ChrisRega / image-compare

image comparison in rust
MIT License
39 stars 3 forks source link

Question: What is the best way to compare animated gifs? #1

Open cole21771 opened 1 year ago

cole21771 commented 1 year ago

From what I can tell while using this crate, the comparison functions seem to just use the first frame of an animated gif for comparison, not all frames.

To get around this, I was considering trying to compare frame by frame manually or by stacking them into a "sprite sheet" of each frame.

I feel neither of these are particularly good solutions, but I'm not really certain what the best way to go about this problem is. Do you have any suggestions?

ChrisRega commented 1 year ago

Hi! sorry for my delayed answer and happy new year. So regarding your question I have several remarks or suggestions.

What is the goal :)

First of all, you should think about what you want to measure, do you want some strictly mathematical comparison or do rather want to model the perceived difference by a human. The second question we have to clarify is if your input gifs are always of the same temporal resolution (the same frames per second).

How similar is your input wrt temporal resolution

Since it only makes sense to compare frames at the same point in time, it might require you to interpolate the higher resolution one to the exact times of the lower resolution one. E.g. Gif1 has 33fps, Gif2 has 50. It makes sense to use every frame of the 33 fps video and interpolate between the 50fps version frames since interpolating between closer frames reduces the temporal interpolation error.

The comparison

One dimensional approach

Assuming we now have two image stacks with identical temporal resolution and we just want "some diff", we are probably fine using the similarity of the hybrid compare for each frame.

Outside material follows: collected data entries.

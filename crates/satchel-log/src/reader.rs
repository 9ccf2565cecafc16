//! The log reader: locate the schema/body boundary, re-parse the schema,
//! stream the body.

use std::collections::HashMap;
use std::fs::File;
use std::io::{Read, Seek, SeekFrom};
use std::path::{Path, PathBuf};

use indexmap::IndexMap;
use tracing::{debug, warn};

use satchel_dynamic::{StructValue, UnpackError};
use satchel_schema::{DescriptorBuilder, SchemaError, TypeRef};

use crate::delimiter::{find_delimiter, LOG_DELIMITER};
use crate::errors::{LogError, Result};
use crate::framer::BufferedRecordReader;

/// A reader over one schema-headed binary log file.
///
/// Opening a reader parses the embedded schema once; each
/// [`load`](Self::load) streams the body from the start. A single reader is
/// not safe for concurrent use; independent readers on the same path are.
pub struct LogReader {
    path: PathBuf,
    file: File,
    binary_start: u64,
    types: DescriptorBuilder,
}

impl LogReader {
    /// Open a log file and parse its schema header.
    ///
    /// Scans for the delimiter, reads the bytes before it as UTF-8 YAML, and
    /// builds the descriptor graph from them. If the schema carries an
    /// `SsMessageUidMap`, each entry is cross-checked against the computed
    /// UID; disagreement means the log was written by a stale toolchain and
    /// is reported at `warn` level, with the computed value remaining
    /// authoritative.
    ///
    /// # Errors
    ///
    /// [`LogError::MissingDelimiter`] if the sentinel never appears;
    /// [`LogError::Schema`] if the header is not UTF-8 or not a valid
    /// schema; I/O errors from opening or reading the file.
    pub fn open(path: impl AsRef<Path>) -> Result<Self> {
        let path = path.as_ref().to_path_buf();
        let mut file = File::open(&path)?;

        let Some(binary_start) = find_delimiter(&mut file)? else {
            return Err(LogError::MissingDelimiter { path });
        };

        let header_len = binary_start as usize - LOG_DELIMITER.len();
        file.seek(SeekFrom::Start(0))?;
        let mut header = vec![0u8; header_len];
        file.read_exact(&mut header)?;

        let header = String::from_utf8(header).map_err(|_| {
            LogError::Schema(SchemaError::Parse("log header is not valid UTF-8".to_string()))
        })?;
        let types = DescriptorBuilder::from_str(&header)?;

        if let Some(declared) = types.declared_uid_map() {
            for msg in types.messages() {
                if let Some(&expected) = declared.get(msg.name()) {
                    if expected != msg.uid() {
                        warn!(
                            message = msg.name(),
                            declared = expected,
                            computed = msg.uid(),
                            "schema uid map disagrees with computed uid"
                        );
                    }
                }
            }
        }

        Ok(Self { path, file, binary_start, types })
    }

    /// The descriptor graph parsed from the log's own header.
    #[must_use]
    pub fn types(&self) -> &DescriptorBuilder {
        &self.types
    }

    /// The log's message descriptors, in schema declaration order.
    #[must_use]
    pub fn message_types(&self) -> &[TypeRef] {
        self.types.messages()
    }

    /// The path this reader was opened on.
    #[must_use]
    pub fn path(&self) -> &Path {
        &self.path
    }

    /// Stream the body, delivering every record whose type is in `filter`
    /// to `on_record` in strict file order.
    ///
    /// Records of types outside the filter are skipped silently. A record
    /// whose UID *is* in the filter but whose length disagrees with the
    /// descriptor's packed size is corruption and aborts the stream.
    ///
    /// # Errors
    ///
    /// [`LogError::CorruptedLogEnd`] if the body ends mid-header or
    /// mid-record; [`LogError::Record`] on a length mismatch for a filtered
    /// type; any error returned by `on_record`; I/O errors from the file.
    pub fn load<F>(&mut self, filter: &[TypeRef], mut on_record: F) -> Result<()>
    where
        F: FnMut(&TypeRef, &[u8]) -> Result<()>,
    {
        let routes: HashMap<u32, TypeRef> =
            filter.iter().map(|ty| (ty.uid(), ty.clone())).collect();

        self.file.seek(SeekFrom::Start(self.binary_start))?;
        let mut records = BufferedRecordReader::new(&mut self.file, self.binary_start);

        let mut skipped: u64 = 0;
        while let Some(record) = records.next_record()? {
            let Some(descriptor) = routes.get(&record.uid) else {
                skipped += 1;
                continue;
            };

            if record.bytes.len() != descriptor.packed_size() {
                return Err(LogError::Record(UnpackError::InvalidLen {
                    expected: descriptor.packed_size(),
                    actual: record.bytes.len(),
                }));
            }

            on_record(descriptor, record.bytes)?;
        }

        if skipped > 0 {
            debug!(skipped, "records outside the load filter");
        }
        Ok(())
    }

    /// Stream the whole body once and return, for every message type the
    /// schema declares, a dynamic value tree holding that type's most
    /// recent record.
    ///
    /// Types with no record in the body come back zeroed; earlier records
    /// of a type are overwritten in place by later ones.
    ///
    /// # Errors
    ///
    /// As [`load`](Self::load).
    pub fn load_all(&mut self) -> Result<IndexMap<String, StructValue>> {
        let messages: Vec<TypeRef> = self.types.messages().to_vec();
        let mut latest: IndexMap<String, StructValue> = messages
            .iter()
            .map(|msg| (msg.name().to_string(), StructValue::new(msg)))
            .collect();

        self.load(&messages, |descriptor, bytes| {
            if let Some(value) = latest.get_mut(descriptor.name()) {
                value.unpack(bytes).map_err(LogError::Record)?;
            }
            Ok(())
        })?;

        Ok(latest)
    }
}

impl std::fmt::Debug for LogReader {
    fn fmt(&self, f: &mut std::fmt::Formatter<'_>) -> std::fmt::Result {
        f.debug_struct("LogReader")
            .field("path", &self.path)
            .field("binary_start", &self.binary_start)
            .field("types", &self.types)
            .finish_non_exhaustive()
    }
}
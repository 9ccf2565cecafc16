//! Error types for dynamic value access and message unpacking.

use thiserror::Error;

/// Errors raised by dynamic value accessors.
#[derive(Error, Debug, Clone, PartialEq, Eq)]
pub enum AccessError {
    /// The requested field does not exist on the struct.
    #[error("field \"{field}\" not found")]
    FieldNotFound {
        /// The missing field name
        field: String,
    },

    /// The field exists but holds a different kind of value than requested.
    #[error("field \"{field}\" is not a {expected}")]
    TypeMismatch {
        /// The field (or array index) that was accessed
        field: String,
        /// What the caller asked for
        expected: &'static str,
    },

    /// An array access past the end.
    #[error("index {index} out of range for array of {len}")]
    IndexOutOfRange {
        /// The requested index
        index: usize,
        /// The array length
        len: usize,
    },
}

/// Errors raised while unpacking wire bytes into a value tree.
#[derive(Error, Debug, Clone, PartialEq, Eq)]
pub enum UnpackError {
    /// The buffer length does not match what the header or descriptor
    /// requires.
    #[error("invalid length: expected {expected} bytes, got {actual}")]
    InvalidLen {
        /// Required byte count
        expected: usize,
        /// Byte count on hand
        actual: usize,
    },

    /// The record header names a UID no known message has.
    #[error("unknown message uid {uid:#010x}")]
    InvalidUid {
        /// The unresolvable UID
        uid: u32,
    },
}
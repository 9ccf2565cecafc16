//! Error types for log reading.

use std::path::PathBuf;

use thiserror::Error;

use satchel_dynamic::UnpackError;
use satchel_schema::SchemaError;

/// Errors raised while opening or streaming a log file.
#[derive(Error, Debug)]
pub enum LogError {
    /// The file contains no schema/body delimiter.
    #[error("no log delimiter found in {path}")]
    MissingDelimiter {
        /// The offending file
        path: PathBuf,
    },

    /// The embedded schema header failed to parse.
    #[error("log schema header: {0}")]
    Schema(#[from] SchemaError),

    /// The body ended mid-header or mid-record.
    #[error("corrupted log end at offset {offset}")]
    CorruptedLogEnd {
        /// File offset of the truncated record
        offset: u64,
    },

    /// A record failed header validation against its descriptor.
    #[error("bad record: {0}")]
    Record(#[from] UnpackError),

    /// Underlying file I/O failed.
    #[error(transparent)]
    Io(#[from] std::io::Error),
}

/// Convenient Result alias for log operations.
pub type Result<T> = std::result::Result<T, LogError>;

The score can then be either just averaged (no need to absolute them here) over all frames or root-mean-squared (sqrt(sum(score*score)). Both are valid choices, see any RMS vs Average Absolute Deviation discussion. I would personally opt for RMS because it respects the gravity of extreme outliers not just their existence.

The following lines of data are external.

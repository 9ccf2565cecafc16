//! # Satchel Dynamic: Runtime Value Trees
//!
//! This crate materialises values conforming to any descriptor in a type
//! graph, without generated code. A [`Value`] is a tagged tree mirroring the
//! descriptor's shape: scalars stay inline, structs and arrays own their
//! children. One recursive [`unpack`](Value::unpack) fills a tree in place
//! from the big-endian wire representation.
//!
//! Dynamic trees trade speed for schema-driven flexibility: they are the
//! right tool for log inspection and generic tooling, not for hot decode
//! paths (generated decoders cover those).
//!
//! ## Access Policy
//!
//! Accessors come in strict and tolerant pairs so policy stays with the
//! caller (see [`StructValue::get`] vs [`StructValue::get_if`], and
//! [`StructValue::convert`] vs [`StructValue::convert_if`]). The strict
//! forms fail loudly on a missing field; both forms fail on a type mismatch,
//! which is always a programming error.

#![forbid(unsafe_code)]
#![warn(missing_docs)]

pub mod errors;
pub mod message;
pub mod value;

pub use errors::{AccessError, UnpackError};
pub use message::unpack_message;
pub use value::{ArrayValue, FromScalar, StructValue, Value, ValueSlot};
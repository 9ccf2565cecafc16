//! Tagged value trees mirroring descriptor subgraphs.
//!
//! [`Value`] is a closed sum over the eleven wire scalars plus the two
//! container shapes. Scalars live inline in the enum; only containers carry
//! heap storage (their child vectors/maps), which also breaks the recursive
//! type definition.
//!
//! A tree is built zeroed from a descriptor and filled in place by
//! [`Value::unpack`]. Cloning deep-copies the tree; the descriptor
//! back-references are shared, not copied.

use indexmap::IndexMap;

use satchel_schema::{PrimType, TypeKind, TypeRef};
use satchel_wire::{unpack_bits, WireScalar};

use crate::errors::{AccessError, UnpackError};

mod sealed {
    pub trait Sealed {}
}

/// A runtime value conforming to some descriptor.
///
/// Enums materialise as their underlying index scalar; bitfields materialise
/// as a [`StructValue`] of unsigned scalars.
#[derive(Debug, Clone, PartialEq)]
pub enum Value {
    /// `uint8` scalar
    U8(u8),
    /// `uint16` scalar
    U16(u16),
    /// `uint32` scalar
    U32(u32),
    /// `uint64` scalar
    U64(u64),
    /// `int8` scalar
    I8(i8),
    /// `int16` scalar
    I16(i16),
    /// `int32` scalar
    I32(i32),
    /// `int64` scalar
    I64(i64),
    /// `bool` scalar
    Bool(bool),
    /// `float` scalar
    F32(f32),
    /// `double` scalar
    F64(f64),
    /// Struct or bitfield value
    Struct(StructValue),
    /// Fixed-size array value
    Array(ArrayValue),
}

impl Value {
    /// Build a zeroed value tree conforming to `descriptor`.
    #[must_use]
    pub fn new(descriptor: &TypeRef) -> Self {
        match descriptor.kind() {
            TypeKind::Primitive { prim } | TypeKind::Enum { prim, .. } => Self::zero(*prim),
            TypeKind::Struct { .. } | TypeKind::Bitfield { .. } => {
                Value::Struct(StructValue::new(descriptor))
            }
            TypeKind::Array { .. } => Value::Array(ArrayValue::new(descriptor)),
        }
    }

    /// The zero value of one scalar type.
    #[must_use]
    pub fn zero(prim: PrimType) -> Self {
        match prim {
            PrimType::U8 => Value::U8(0),
            PrimType::U16 => Value::U16(0),
            PrimType::U32 => Value::U32(0),
            PrimType::U64 => Value::U64(0),
            PrimType::I8 => Value::I8(0),
            PrimType::I16 => Value::I16(0),
            PrimType::I32 => Value::I32(0),
            PrimType::I64 => Value::I64(0),
            PrimType::Bool => Value::Bool(false),
            PrimType::F32 => Value::F32(0.0),
            PrimType::F64 => Value::F64(0.0),
        }
    }

    /// Fill this tree in place from its big-endian wire representation.
    ///
    /// # Errors
    ///
    /// Returns [`UnpackError::InvalidLen`] if `buf` is shorter than the
    /// value's packed size. Extra trailing bytes are ignored.
    pub fn unpack(&mut self, buf: &[u8]) -> Result<(), UnpackError> {
        match self {
            Value::U8(v) => *v = unpack_scalar(buf)?,
            Value::U16(v) => *v = unpack_scalar(buf)?,
            Value::U32(v) => *v = unpack_scalar(buf)?,
            Value::U64(v) => *v = unpack_scalar(buf)?,
            Value::I8(v) => *v = unpack_scalar(buf)?,
            Value::I16(v) => *v = unpack_scalar(buf)?,
            Value::I32(v) => *v = unpack_scalar(buf)?,
            Value::I64(v) => *v = unpack_scalar(buf)?,
            Value::Bool(v) => *v = unpack_scalar(buf)?,
            Value::F32(v) => *v = unpack_scalar(buf)?,
            Value::F64(v) => *v = unpack_scalar(buf)?,
            Value::Struct(s) => s.unpack(buf)?,
            Value::Array(a) => a.unpack(buf)?,
        }
        Ok(())
    }
}

fn unpack_scalar<T: WireScalar>(buf: &[u8]) -> Result<T, UnpackError> {
    if buf.len() < T::WIDTH {
        return Err(UnpackError::InvalidLen { expected: T::WIDTH, actual: buf.len() });
    }
    Ok(T::unpack_be(buf))
}

/// A struct or bitfield value: an insertion-ordered mapping from field name
/// to child value, plus a reference to its descriptor.
#[derive(Clone)]
pub struct StructValue {
    descriptor: TypeRef,
    fields: IndexMap<String, Value>,
}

Multi dimensional approach

While the above will yield some similarity, it will not be very sensitive to anything close to perceived difference. For perception, the problem becomes multidimensional. 1.) How different are the single frames of the two images \del_x(i) = ||A[i] + B[i]|| / 2 (lets call the image-dimension x) 2.) How temporally stable are the frames inside each image \del_t(A, i (should be t)) = ||A[i] + A[i+1] +A[i-1]|| / 3 (and the temporal dimension t) 3.) How temporally stable are the differences between the frames \del_xt(i (should be t)) = (\del_x(i) + \del_x(i+1) + \del_x(i-1)) / 3

The first point was discussed already, but for the second dimension imagine the following: Both imagestacks are stable e.g. each frame is identical. Any difference will be more easy to spot for a human then say an animated explosion with a single wrong frame. I would suggest taking the hybrid-similarity between temporally adjacent frames into the model, maybe as a floating average over something distinguishable by humans e.g. 1/20s or so. In the equation above i just used 3 to clarify the idea. If the difference is higher just down-weight any difference between the two frames of the two images.

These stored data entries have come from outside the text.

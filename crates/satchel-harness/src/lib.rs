//! Test harness for the satchel codec.
//!
//! The production crates only ever *read* the wire format; encoding is the
//! job of statically generated code outside this workspace. Tests still need
//! bytes, so this crate carries the test-side inverse of the dynamic
//! unpacker ([`packer`]), a minimal log writer ([`writer`]), the reference
//! schema the original conformance suite was built around ([`fixtures`]),
//! and proptest strategies producing random valid value trees
//! ([`strategy`]).
//!
//! Everything here is test tooling: no production code path depends on this
//! crate.

#![forbid(unsafe_code)]
#![warn(missing_docs)]

pub mod fixtures;
pub mod packer;
pub mod strategy;
pub mod writer;

pub use fixtures::reference_schema;
pub use packer::{finalize_message, pack_to_vec, pack_value};
pub use strategy::{message_strategy, value_strategy};
pub use writer::LogWriter;
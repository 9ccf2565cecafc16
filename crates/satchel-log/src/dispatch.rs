//! Runtime routing of decoded records to registered handlers.

use std::collections::HashMap;

use satchel_schema::TypeRef;
use satchel_wire::WireScalar;

use crate::framer::RecordHeader;
use satchel_dynamic::UnpackError;

type Handler<'a> = Box<dyn FnMut(&TypeRef, &[u8]) + 'a>;

struct Route<'a> {
    descriptor: TypeRef,
    handlers: Vec<Handler<'a>>,
}

/// An inverse map from message UID to consumers.
///
/// Handlers are invoked in registration order, each receiving the message
/// descriptor and the full record bytes (header included). A record whose
/// UID nothing registered is a legitimate "not interested" case and is
/// skipped without error.
#[derive(Default)]
pub struct Dispatcher<'a> {
    routes: HashMap<u32, Route<'a>>,
}

impl<'a> Dispatcher<'a> {
    /// An empty dispatcher.
    #[must_use]
    pub fn new() -> Self {
        Self { routes: HashMap::new() }
    }

    /// Register a handler for one message type.
    ///
    /// Multiple handlers may register for the same UID; all run on each
    /// matching record, in registration order.
    pub fn register(
        &mut self,
        message: &TypeRef,
        handler: impl FnMut(&TypeRef, &[u8]) + 'a,
    ) {
        self.routes
            .entry(message.uid())
            .or_insert_with(|| Route { descriptor: message.clone(), handlers: Vec::new() })
            .handlers
            .push(Box::new(handler));
    }

    /// Message UIDs with at least one registered handler.
    pub fn registered_uids(&self) -> impl Iterator<Item = u32> + '_ {
        self.routes.keys().copied()
    }

    /// Route one record to its handlers.
    ///
    /// Returns the number of handlers invoked, which is zero when the UID has no
    /// registration (skipped, not an error).
    ///
    /// # Errors
    ///
    /// [`UnpackError::InvalidLen`] if the buffer cannot hold a header, or if
    /// a registered record's header `len` disagrees with either the buffer
    /// length or the descriptor's packed size.
    pub fn dispatch(&mut self, buf: &[u8]) -> Result<usize, UnpackError> {
        if buf.len() < RecordHeader::SIZE {
            return Err(UnpackError::InvalidLen {
                expected: RecordHeader::SIZE,
                actual: buf.len(),
            });
        }

        let uid = u32::unpack_be(buf);
        let len = usize::from(u16::unpack_be(&buf[4..]));

        let Some(route) = self.routes.get_mut(&uid) else {
            return Ok(0);
        };

        if len != buf.len() {
            return Err(UnpackError::InvalidLen { expected: len, actual: buf.len() });
        }
        if len != route.descriptor.packed_size() {
            return Err(UnpackError::InvalidLen {
                expected: route.descriptor.packed_size(),
                actual: len,
            });
        }

        for handler in &mut route.handlers {
            handler(&route.descriptor, buf);
        }
        Ok(route.handlers.len())
    }
}

impl std::fmt::Debug for Dispatcher<'_> {
    fn fmt(&self, f: &mut std::fmt::Formatter<'_>) -> std::fmt::Result {
        f.debug_struct("Dispatcher").field("routes", &self.routes.len()).finish()
    }
}

#[cfg(test)]
mod tests {
    use satchel_schema::DescriptorBuilder;

    use super::*;

    fn types() -> DescriptorBuilder {
        DescriptorBuilder::from_str(concat!(
            "Ping:\n  type: Message\n  fields:\n    - counter: uint32\n",
            "Pong:\n  type: Message\n  fields:\n    - counter: uint32\n",
        ))
        .expect("schema should parse")
    }

    fn packed(msg: &TypeRef, counter: u32) -> Vec<u8> {
        let mut buf = vec![0u8; msg.packed_size()];
        msg.uid().pack_be(&mut buf);
        (msg.packed_size() as u16).pack_be(&mut buf[4..]);
        counter.pack_be(&mut buf[6..]);
        buf
    }

    #[test]
    fn handlers_run_in_registration_order() {
        let types = types();
        let ping = types.get("Ping").unwrap().clone();

        let order = std::cell::RefCell::new(Vec::new());
        let mut dispatcher = Dispatcher::new();
        dispatcher.register(&ping, |_, _| order.borrow_mut().push("first"));
        dispatcher.register(&ping, |_, _| order.borrow_mut().push("second"));

        let invoked = dispatcher.dispatch(&packed(&ping, 1)).unwrap();
        assert_eq!(invoked, 2);
        assert_eq!(*order.borrow(), vec!["first", "second"]);
    }

    #[test]
    fn unknown_uid_is_skipped_silently() {
        let types = types();
        let ping = types.get("Ping").unwrap().clone();
        let pong = types.get("Pong").unwrap().clone();

        let mut dispatcher = Dispatcher::new();
        dispatcher.register(&ping, |_, _| panic!("ping handler must not run"));

        let invoked = dispatcher.dispatch(&packed(&pong, 1)).unwrap();
        assert_eq!(invoked, 0);
    }

    #[test]
    fn length_mismatch_is_reported() {
        let types = types();
        let ping = types.get("Ping").unwrap().clone();

        let mut dispatcher = Dispatcher::new();
        dispatcher.register(&ping, |_, _| {});

        // Header claims the right length but the buffer carries a stray
        // trailing byte.
        let mut buf = packed(&ping, 1);
        buf.push(0xFF);
        let err = dispatcher.dispatch(&buf).unwrap_err();
        assert_eq!(err, UnpackError::InvalidLen { expected: 10, actual: 11 });
    }

    #[test]
    fn handler_receives_full_record() {
        let types = types();
        let ping = types.get("Ping").unwrap().clone();
        let record = packed(&ping, 0xFEED);

        let seen = std::cell::RefCell::new(Vec::new());
        let mut dispatcher = Dispatcher::new();
        dispatcher.register(&ping, |desc, bytes| {
            assert_eq!(desc.name(), "Ping");
            seen.borrow_mut().extend_from_slice(bytes);
        });
        dispatcher.dispatch(&record).unwrap();

        assert_eq!(*seen.borrow(), record);
    }
}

The third point is stability of the difference. If a single frame of a temporally correlated image stack is completely different it might not be noticed if short enough. The longer difference persists, the stronger the perception of the difference will be. As an example: Think of a 100 fps image with 4 frames per second being totally different but nearly equidistant in time: frame 2, 33, 66, 99. It will be harder to spot these than 4 adjacent different images because the brain just gets more time to process the differences.

That's it!

So this would be my first shot for modeling something like a perception-like difference metric between temporally equidistant image stacks. I could definitely think of implementing something like the second approach if there's interest for it :)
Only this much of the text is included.